- **Task brief**
Below are some records; output exactly the lines from the line with "and test records." to the line with "retention disables cleanup.", both ends kept, and nothing more.

- **Provided entries**
Content starts
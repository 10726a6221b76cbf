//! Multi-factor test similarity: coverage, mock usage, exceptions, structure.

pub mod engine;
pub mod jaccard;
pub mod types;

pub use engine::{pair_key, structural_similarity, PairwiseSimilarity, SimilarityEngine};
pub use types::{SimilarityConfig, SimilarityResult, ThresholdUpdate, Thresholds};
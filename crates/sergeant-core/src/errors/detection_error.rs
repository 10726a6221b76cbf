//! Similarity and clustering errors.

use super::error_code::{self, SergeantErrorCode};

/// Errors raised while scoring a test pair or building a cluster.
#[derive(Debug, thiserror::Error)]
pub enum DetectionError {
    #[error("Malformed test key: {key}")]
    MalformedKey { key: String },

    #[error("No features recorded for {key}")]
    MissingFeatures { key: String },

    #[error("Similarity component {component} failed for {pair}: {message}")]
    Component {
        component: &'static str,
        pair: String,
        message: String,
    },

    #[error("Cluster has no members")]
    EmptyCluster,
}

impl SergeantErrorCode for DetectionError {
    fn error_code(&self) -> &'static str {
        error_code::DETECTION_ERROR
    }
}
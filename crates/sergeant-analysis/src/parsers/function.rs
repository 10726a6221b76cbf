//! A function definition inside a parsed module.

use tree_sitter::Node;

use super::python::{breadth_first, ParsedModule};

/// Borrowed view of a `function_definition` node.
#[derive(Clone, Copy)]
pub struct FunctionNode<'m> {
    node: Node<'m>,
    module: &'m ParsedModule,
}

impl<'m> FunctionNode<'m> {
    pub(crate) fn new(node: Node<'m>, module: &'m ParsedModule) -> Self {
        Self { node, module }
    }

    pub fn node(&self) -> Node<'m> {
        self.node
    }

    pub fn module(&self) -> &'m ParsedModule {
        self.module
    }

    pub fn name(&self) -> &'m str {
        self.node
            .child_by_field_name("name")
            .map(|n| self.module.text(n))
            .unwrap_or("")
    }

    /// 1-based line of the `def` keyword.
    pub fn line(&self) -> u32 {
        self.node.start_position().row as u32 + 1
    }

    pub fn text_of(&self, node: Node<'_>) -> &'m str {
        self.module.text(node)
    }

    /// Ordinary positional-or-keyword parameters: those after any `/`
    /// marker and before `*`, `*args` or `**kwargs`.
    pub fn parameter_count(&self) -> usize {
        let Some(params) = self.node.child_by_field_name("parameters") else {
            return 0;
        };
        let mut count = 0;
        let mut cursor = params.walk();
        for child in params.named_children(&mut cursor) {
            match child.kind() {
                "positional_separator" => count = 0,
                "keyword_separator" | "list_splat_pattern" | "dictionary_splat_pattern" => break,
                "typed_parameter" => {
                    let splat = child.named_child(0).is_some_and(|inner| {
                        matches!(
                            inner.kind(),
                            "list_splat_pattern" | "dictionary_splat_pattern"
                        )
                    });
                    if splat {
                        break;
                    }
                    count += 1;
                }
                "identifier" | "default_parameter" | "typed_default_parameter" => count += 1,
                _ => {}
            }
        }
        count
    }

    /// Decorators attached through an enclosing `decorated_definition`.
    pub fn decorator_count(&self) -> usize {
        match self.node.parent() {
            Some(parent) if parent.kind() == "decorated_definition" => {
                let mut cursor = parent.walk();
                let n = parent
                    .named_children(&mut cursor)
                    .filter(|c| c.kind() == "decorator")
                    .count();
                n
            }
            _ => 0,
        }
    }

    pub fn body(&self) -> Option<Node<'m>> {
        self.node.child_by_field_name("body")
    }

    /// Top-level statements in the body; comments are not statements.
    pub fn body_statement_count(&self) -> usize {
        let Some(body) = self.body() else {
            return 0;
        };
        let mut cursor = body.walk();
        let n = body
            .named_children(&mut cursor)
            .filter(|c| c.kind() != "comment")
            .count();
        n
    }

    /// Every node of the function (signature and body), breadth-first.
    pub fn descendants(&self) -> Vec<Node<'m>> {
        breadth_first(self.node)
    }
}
Content ends
Content starts
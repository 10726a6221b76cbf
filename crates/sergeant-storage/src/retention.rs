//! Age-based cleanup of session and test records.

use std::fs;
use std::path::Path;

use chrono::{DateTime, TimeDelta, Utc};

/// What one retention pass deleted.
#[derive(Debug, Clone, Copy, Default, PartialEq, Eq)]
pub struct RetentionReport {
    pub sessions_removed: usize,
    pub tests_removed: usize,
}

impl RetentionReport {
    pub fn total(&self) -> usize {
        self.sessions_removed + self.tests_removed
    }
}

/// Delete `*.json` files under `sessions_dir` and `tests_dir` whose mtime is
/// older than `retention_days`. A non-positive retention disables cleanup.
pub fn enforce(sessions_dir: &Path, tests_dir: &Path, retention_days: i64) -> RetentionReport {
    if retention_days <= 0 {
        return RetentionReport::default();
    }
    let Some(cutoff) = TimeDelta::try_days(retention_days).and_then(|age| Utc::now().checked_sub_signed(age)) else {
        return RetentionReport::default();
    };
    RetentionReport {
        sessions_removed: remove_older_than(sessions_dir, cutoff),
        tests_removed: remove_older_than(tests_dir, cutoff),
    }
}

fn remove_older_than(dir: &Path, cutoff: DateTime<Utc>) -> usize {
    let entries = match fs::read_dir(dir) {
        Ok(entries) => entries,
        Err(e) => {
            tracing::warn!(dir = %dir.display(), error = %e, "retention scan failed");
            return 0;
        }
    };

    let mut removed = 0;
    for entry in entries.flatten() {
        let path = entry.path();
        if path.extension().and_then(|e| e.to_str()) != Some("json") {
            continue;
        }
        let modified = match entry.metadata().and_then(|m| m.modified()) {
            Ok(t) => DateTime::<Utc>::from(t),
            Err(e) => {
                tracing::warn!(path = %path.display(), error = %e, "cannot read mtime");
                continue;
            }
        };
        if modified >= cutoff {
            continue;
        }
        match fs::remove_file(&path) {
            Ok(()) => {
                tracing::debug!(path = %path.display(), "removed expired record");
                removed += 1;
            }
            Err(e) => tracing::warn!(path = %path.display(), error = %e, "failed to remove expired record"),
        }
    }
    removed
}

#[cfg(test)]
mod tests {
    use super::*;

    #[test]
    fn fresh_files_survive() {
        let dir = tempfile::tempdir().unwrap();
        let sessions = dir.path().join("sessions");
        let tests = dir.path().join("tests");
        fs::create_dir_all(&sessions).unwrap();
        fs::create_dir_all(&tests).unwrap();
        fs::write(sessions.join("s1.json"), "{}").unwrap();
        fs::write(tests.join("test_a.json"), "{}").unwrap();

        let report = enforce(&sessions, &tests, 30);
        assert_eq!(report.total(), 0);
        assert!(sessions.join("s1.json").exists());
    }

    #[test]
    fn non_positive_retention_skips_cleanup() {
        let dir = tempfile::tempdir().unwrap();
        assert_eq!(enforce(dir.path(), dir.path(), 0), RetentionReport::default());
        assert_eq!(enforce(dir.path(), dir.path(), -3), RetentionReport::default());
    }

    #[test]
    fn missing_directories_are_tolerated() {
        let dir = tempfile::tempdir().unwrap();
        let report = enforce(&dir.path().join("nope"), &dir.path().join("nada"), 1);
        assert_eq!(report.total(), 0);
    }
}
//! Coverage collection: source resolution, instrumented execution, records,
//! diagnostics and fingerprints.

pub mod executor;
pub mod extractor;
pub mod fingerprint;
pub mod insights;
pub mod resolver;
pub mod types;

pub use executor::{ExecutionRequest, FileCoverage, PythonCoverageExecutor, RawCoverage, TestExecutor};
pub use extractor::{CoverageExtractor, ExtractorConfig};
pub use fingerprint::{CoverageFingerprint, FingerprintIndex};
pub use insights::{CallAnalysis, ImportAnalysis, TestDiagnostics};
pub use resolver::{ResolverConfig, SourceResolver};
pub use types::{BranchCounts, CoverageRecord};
Content ends
- **Written solution**
//! Age-based cleanup of session and test records.

use std::fs;
use std::path::Path;

use chrono::{DateTime, TimeDelta, Utc};

/// What one retention pass deleted.
#[derive(Debug, Clone, Copy, Default, PartialEq, Eq)]
pub struct RetentionReport {
    pub sessions_removed: usize,
    pub tests_removed: usize,
}

impl RetentionReport {
    pub fn total(&self) -> usize {
        self.sessions_removed + self.tests_removed
    }
}

/// Delete `*.json` files under `sessions_dir` and `tests_dir` whose mtime is
/// older than `retention_days`. A non-positive retention disables cleanup.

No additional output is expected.